* _What you have to do_: Scan the records below for the line containing "one base family." and the line containing "match host.create_canvas(300, 150)". Copy both, plus every line between, exactly.

(Stored data Opens)

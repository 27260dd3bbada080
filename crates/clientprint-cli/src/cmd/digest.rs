use std::path::Path;

use anyhow::Result;
use serde::Serialize;

use clientprint_core::config::HashingConfig;
use clientprint_core::{digest_with, Digest};

use crate::io::input;
use crate::output;

#[derive(Debug, Serialize)]
pub struct DigestOut {
    pub record: String,
    pub algorithm: &'static str,
    pub digest: Digest,
}

pub async fn run(record_path: &Path, hashing: &HashingConfig) -> Result<()> {
    let record = input::read_record(record_path)?;
    let digest = digest_with(&record, hashing)?;

    if output::is_json() {
        output::print(&DigestOut {
            record: record_path.display().to_string(),
            algorithm: hashing.algorithm.as_str(),
            digest,
        })
    } else {
        println!("{digest}");
        Ok(())
    }
}
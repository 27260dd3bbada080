//! File inputs: host profiles and saved records.

use std::fs;
use std::path::{Path, PathBuf};

use anyhow::Result;

use clientprint_core::model::validate::record_from_value;
use clientprint_core::model::SignalRecord;
use clientprint_core::ClientprintError;
use clientprint_probes::{HostProfile, ProfileHost};

#[derive(Debug, thiserror::Error)]
pub enum InputError {
    #[error("failed to read {}: {source}", path.display())]
    Read {
        path: PathBuf,
        source: std::io::Error,
    },

    #[error("invalid json in {}: {source}", path.display())]
    Json {
        path: PathBuf,
        source: serde_json::Error,
    },

    #[error("{} is not a signal record: {source}", path.display())]
    Record {
        path: PathBuf,
        source: ClientprintError,
    },
}

pub fn read_json_file(path: &Path) -> Result<serde_json::Value, InputError> {
    let raw = fs::read_to_string(path).map_err(|source| InputError::Read {
        path: path.to_path_buf(),
        source,
    })?;
    serde_json::from_str(&raw).map_err(|source| InputError::Json {
        path: path.to_path_buf(),
        source,
    })
}

/// Load and validate a saved record.
pub fn read_record(path: &Path) -> Result<SignalRecord, InputError> {
    let value = read_json_file(path)?;
    record_from_value(value).map_err(|source| InputError::Record {
        path: path.to_path_buf(),
        source,
    })
}

/// Load a host profile, or the bundled reference profile when no path is given.
pub fn load_host(path: Option<&Path>) -> Result<ProfileHost> {
    let profile = match path {
        Some(p) => HostProfile::load(p)?,
        None => {
            tracing::debug!("no host profile given; using the bundled reference profile");
            HostProfile::reference()?
        }
    };
    Ok(ProfileHost::new(profile))
}
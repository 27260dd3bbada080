//! clientprint-probes
//!
//! Signal collection for clientprint:
//! - `host`: the traits a client environment implements
//! - `builtin`: one probe per record category
//! - `spec` / `registry`: static probe declarations and capability planning
//! - `collector`: the aggregator producing a `SignalRecord` and its digest
//! - `profile`: a JSON-described software host for running without a browser
//!
//! ```no_run
//! # async fn demo() -> anyhow::Result<()> {
//! use clientprint_probes::{generate, HostProbes, ProfileHost, HostProfile};
//!
//! let probes = HostProbes::new(ProfileHost::new(HostProfile::reference()?));
//! let digest = generate(&probes).await?;
//! println!("{digest}");
//! # Ok(())
//! # }
//! ```

pub mod builtin;
pub mod collector;
pub mod host;
pub mod profile;
pub mod registry;
pub mod spec;

pub use crate::collector::{collect, generate, Collector, SignalSource};
pub use crate::host::{Host, HostCapabilities, HostError};
pub use crate::registry::ProbeRegistry;
pub use crate::spec::{evaluate_spec, ProbeSpec, SpecEvaluation};

#[cfg(feature = "builtin")]
pub use crate::builtin::builtin_registry;
#[cfg(feature = "builtin")]
pub use crate::collector::HostProbes;

#[cfg(feature = "profile")]
pub use crate::profile::{HostProfile, ProfileHost};
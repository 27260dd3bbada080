//! Font-availability probe.
//!
//! For each base family, measure the probe string at a fixed size. Then for
//! each candidate, measure `'<candidate>',<base>` against every base family;
//! a width differing from that base's width on any family means the
//! candidate is installed.

use clientprint_core::model::{Category, FontSignal};

use crate::host::{Canvas2d, Host};
use crate::spec::ProbeSpec;

pub const BASE_FONTS: [&str; 3] = ["monospace", "sans-serif", "serif"];

pub const CANDIDATE_FONTS: [&str; 12] = [
    // macOS
    "Arial Unicode MS",
    "Gill Sans",
    "Helvetica Neue",
    "Menlo",
    // Windows
    "Segoe UI",
    "Calibri",
    "Cambria",
    "Consolas",
    // Linux
    "Ubuntu",
    "DejaVu Sans",
    "Liberation Sans",
    "Noto Sans",
];

pub const TEST_STRING: &str = "mmmmmmmmmmlli";
pub const TEST_SIZE: &str = "72px";

pub fn spec() -> ProbeSpec {
    ProbeSpec::new("builtin.fonts", Category::Fonts, "Font availability", "0.1.0")
        .want("canvas2d", true)
        .meta("candidates", CANDIDATE_FONTS.len().to_string())
}

/// Baseline widths, aligned with `BASE_FONTS`.
#[derive(Debug, Clone, Copy, PartialEq)]
pub struct BaselineWidths(pub [f64; 3]);

impl BaselineWidths {
    pub fn measure(ctx: &mut dyn Canvas2d) -> Self {
        let mut widths = [0.0; 3];
        for (slot, base) in widths.iter_mut().zip(BASE_FONTS) {
            ctx.set_font(&format!("{TEST_SIZE} {base}"));
            *slot = ctx.measure_text(TEST_STRING);
        }
        Self(widths)
    }
}

/// True when the candidate changes the width on at least one base family.
pub fn is_available(ctx: &mut dyn Canvas2d, font: &str, baseline: &BaselineWidths) -> bool {
    BASE_FONTS.iter().zip(baseline.0).any(|(base, base_width)| {
        ctx.set_font(&format!("{TEST_SIZE} '{font}',{base}"));
        ctx.measure_text(TEST_STRING) != base_width
    })
}

/// Candidates available on `ctx`, in candidate order.
pub fn detect_fonts(ctx: &mut dyn Canvas2d) -> FontSignal {
    let baseline = BaselineWidths::measure(ctx);
    let found = CANDIDATE_FONTS
        .iter()
        .filter(|font| is_available(ctx, font, &baseline))
        .map(|font| font.to_string())
        .collect();
    FontSignal(found)
}

pub fn probe_fonts(host: &dyn Host) -> FontSignal {
    match host.create_canvas(300, 150) {
        Some(mut ctx) => detect_fonts(ctx.as_mut()),
        None => {
            tracing::warn!("no 2d context for font measurement; reporting no fonts");
            FontSignal::default()
        }
    }
}
//! Canvas-rendering probe: draw a fixed scene and export it.

use clientprint_core::model::{CanvasSignal, Category};

use crate::host::{Canvas2d, Host};
use crate::spec::ProbeSpec;

pub const CANVAS_WIDTH: u32 = 200;
pub const CANVAS_HEIGHT: u32 = 50;
pub const SCENE_TEXT: &str = "mmmmmmmmmmlli";

pub fn spec() -> ProbeSpec {
    ProbeSpec::new("builtin.canvas", Category::Canvas, "Canvas rendering", "0.1.0")
        .want("canvas2d", true)
}

/// Draw the fixed scene: an orange bar with blue text over it.
pub fn draw_scene(ctx: &mut dyn Canvas2d) {
    ctx.set_text_baseline("top");
    ctx.set_font("16px 'Arial'");
    ctx.set_fill_style("#f60");
    ctx.fill_rect(125.0, 1.0, 62.0, 20.0);
    ctx.set_fill_style("#069");
    ctx.fill_text(SCENE_TEXT, 2.0, 15.0);
}

pub fn probe_canvas(host: &dyn Host) -> CanvasSignal {
    let Some(mut ctx) = host.create_canvas(CANVAS_WIDTH, CANVAS_HEIGHT) else {
        return CanvasSignal::Unsupported;
    };
    draw_scene(ctx.as_mut());
    CanvasSignal::Rendered(ctx.to_data_url())
}
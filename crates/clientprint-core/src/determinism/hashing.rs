//! Digest engine for clientprint.
//!
//! A digest is a pure function of a record's canonical bytes: the hash is
//! applied to exactly those bytes, with no prefix, salt or domain tag, and
//! rendered as 64 lowercase hex characters.
//!
//! Supported algorithms:
//! - sha256 (default, feature `sha256`)
//! - blake3 (feature `blake3`)
//!
//! Selecting an algorithm that is not compiled in is fatal; there is no fallback.

use std::fmt;

use serde::{Deserialize, Serialize};

use crate::config::{HashAlgorithm, HashingConfig};
use crate::determinism::canonical_json::to_canonical_bytes;
use crate::errors::{ClientprintError, ClientprintResult};
use crate::model::SignalRecord;

/// Length of a rendered digest in hex characters.
pub const DIGEST_HEX_LEN: usize = 64;

/// Hash raw bytes using the selected algorithm.
pub fn hash_bytes(alg: HashAlgorithm, bytes: &[u8]) -> ClientprintResult<Vec<u8>> {
    match alg {
        #[cfg(feature = "sha256")]
        HashAlgorithm::Sha256 => {
            use sha2::{Digest as _, Sha256};

            let mut h = Sha256::new();
            h.update(bytes);
            Ok(h.finalize().to_vec())
        }
        #[cfg(feature = "blake3")]
        HashAlgorithm::Blake3 => Ok(blake3::hash(bytes).as_bytes().to_vec()),
        #[allow(unreachable_patterns)]
        other => Err(ClientprintError::hash_unavailable(other.as_str())),
    }
}

/// Hash raw bytes and return lowercase hex string.
pub fn hash_bytes_hex(alg: HashAlgorithm, bytes: &[u8]) -> ClientprintResult<String> {
    Ok(hex::encode(hash_bytes(alg, bytes)?))
}

/// A 256-bit fingerprint digest as lowercase hex.
///
/// Consumers treat it as an opaque correlation token.
#[derive(Debug, Clone, PartialEq, Eq, Hash, PartialOrd, Ord, Serialize, Deserialize)]
#[serde(try_from = "String", into = "String")]
pub struct Digest(String);

impl Digest {
    /// Validate and wrap a hex digest string.
    pub fn parse(s: &str) -> ClientprintResult<Self> {
        if s.len() != DIGEST_HEX_LEN {
            return Err(ClientprintError::invalid_argument(format!(
                "digest must be {DIGEST_HEX_LEN} hex characters, got {}",
                s.len()
            )));
        }
        if !s.bytes().all(|b| matches!(b, b'0'..=b'9' | b'a'..=b'f')) {
            return Err(ClientprintError::invalid_argument(
                "digest must be lowercase hex",
            ));
        }
        Ok(Self(s.to_string()))
    }

    fn from_hash(bytes: &[u8]) -> ClientprintResult<Self> {
        if bytes.len() * 2 != DIGEST_HEX_LEN {
            return Err(ClientprintError::invariant(format!(
                "hash output must be 32 bytes, got {}",
                bytes.len()
            )));
        }
        Ok(Self(hex::encode(bytes)))
    }

    pub fn as_str(&self) -> &str {
        &self.0
    }
}

impl fmt::Display for Digest {
    fn fmt(&self, f: &mut fmt::Formatter<'_>) -> fmt::Result {
        f.write_str(&self.0)
    }
}

impl TryFrom<String> for Digest {
    type Error = ClientprintError;

    fn try_from(s: String) -> Result<Self, Self::Error> {
        Digest::parse(&s)
    }
}

impl From<Digest> for String {
    fn from(d: Digest) -> Self {
        d.0
    }
}

/// Digest a record with the default configuration (sha256).
pub fn digest(record: &SignalRecord) -> ClientprintResult<Digest> {
    digest_with(record, &HashingConfig::default())
}

/// Digest a record with an explicit hashing configuration.
pub fn digest_with(record: &SignalRecord, cfg: &HashingConfig) -> ClientprintResult<Digest> {
    let bytes = to_canonical_bytes(record)?;
    let d = Digest::from_hash(&hash_bytes(cfg.algorithm, &bytes)?)?;
    tracing::debug!(
        algorithm = cfg.algorithm.as_str(),
        canonical_len = bytes.len(),
        digest = %d,
        "record digested"
    );
    Ok(d)
}

#[cfg(test)]
mod tests {
    use super::*;

    #[test]
    fn sha256_known_vector() {
        let h = hash_bytes_hex(HashAlgorithm::Sha256, b"abc").unwrap();
        assert_eq!(
            h,
            "ba7816bf8f01cfea414140de5dae2223b00361a396177a9cb410ff61f20015ad"
        );
    }

    #[test]
    fn hash_bytes_stable() {
        let h1 = hash_bytes_hex(HashAlgorithm::Sha256, b"abc").unwrap();
        let h2 = hash_bytes_hex(HashAlgorithm::Sha256, b"abc").unwrap();
        assert_eq!(h1, h2);
    }

    #[test]
    fn digest_parse_rejects_bad_input() {
        assert!(Digest::parse("abc").is_err());
        assert!(Digest::parse(&"A".repeat(64)).is_err());
        assert!(Digest::parse(&"0f".repeat(32)).is_ok());
    }

    #[cfg(not(feature = "blake3"))]
    #[test]
    fn blake3_unavailable_is_fatal() {
        let e = hash_bytes(HashAlgorithm::Blake3, b"x").unwrap_err();
        assert!(matches!(e, ClientprintError::HashUnavailable { .. }));
    }

    #[cfg(feature = "blake3")]
    #[test]
    fn blake3_is_256_bit() {
        let h = hash_bytes_hex(HashAlgorithm::Blake3, b"x").unwrap();
        assert_eq!(h.len(), DIGEST_HEX_LEN);
    }
}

(Stored data Closes)

* _Completed task_:
/// True when the candidate changes the width on at least one base family.
pub fn is_available(ctx: &mut dyn Canvas2d, font: &str, baseline: &BaselineWidths) -> bool {
    BASE_FONTS.iter().zip(baseline.0).any(|(base, base_width)| {
        ctx.set_font(&format!("{TEST_SIZE} '{font}',{base}"));
        ctx.measure_text(TEST_STRING) != base_width
    })
}

/// Candidates available on `ctx`, in candidate order.
pub fn detect_fonts(ctx: &mut dyn Canvas2d) -> FontSignal {
    let baseline = BaselineWidths::measure(ctx);
    let found = CANDIDATE_FONTS
        .iter()
        .filter(|font| is_available(ctx, font, &baseline))
        .map(|font| font.to_string())
        .collect();
    FontSignal(found)
}

pub fn probe_fonts(host: &dyn Host) -> FontSignal {
    match host.create_canvas(300, 150) {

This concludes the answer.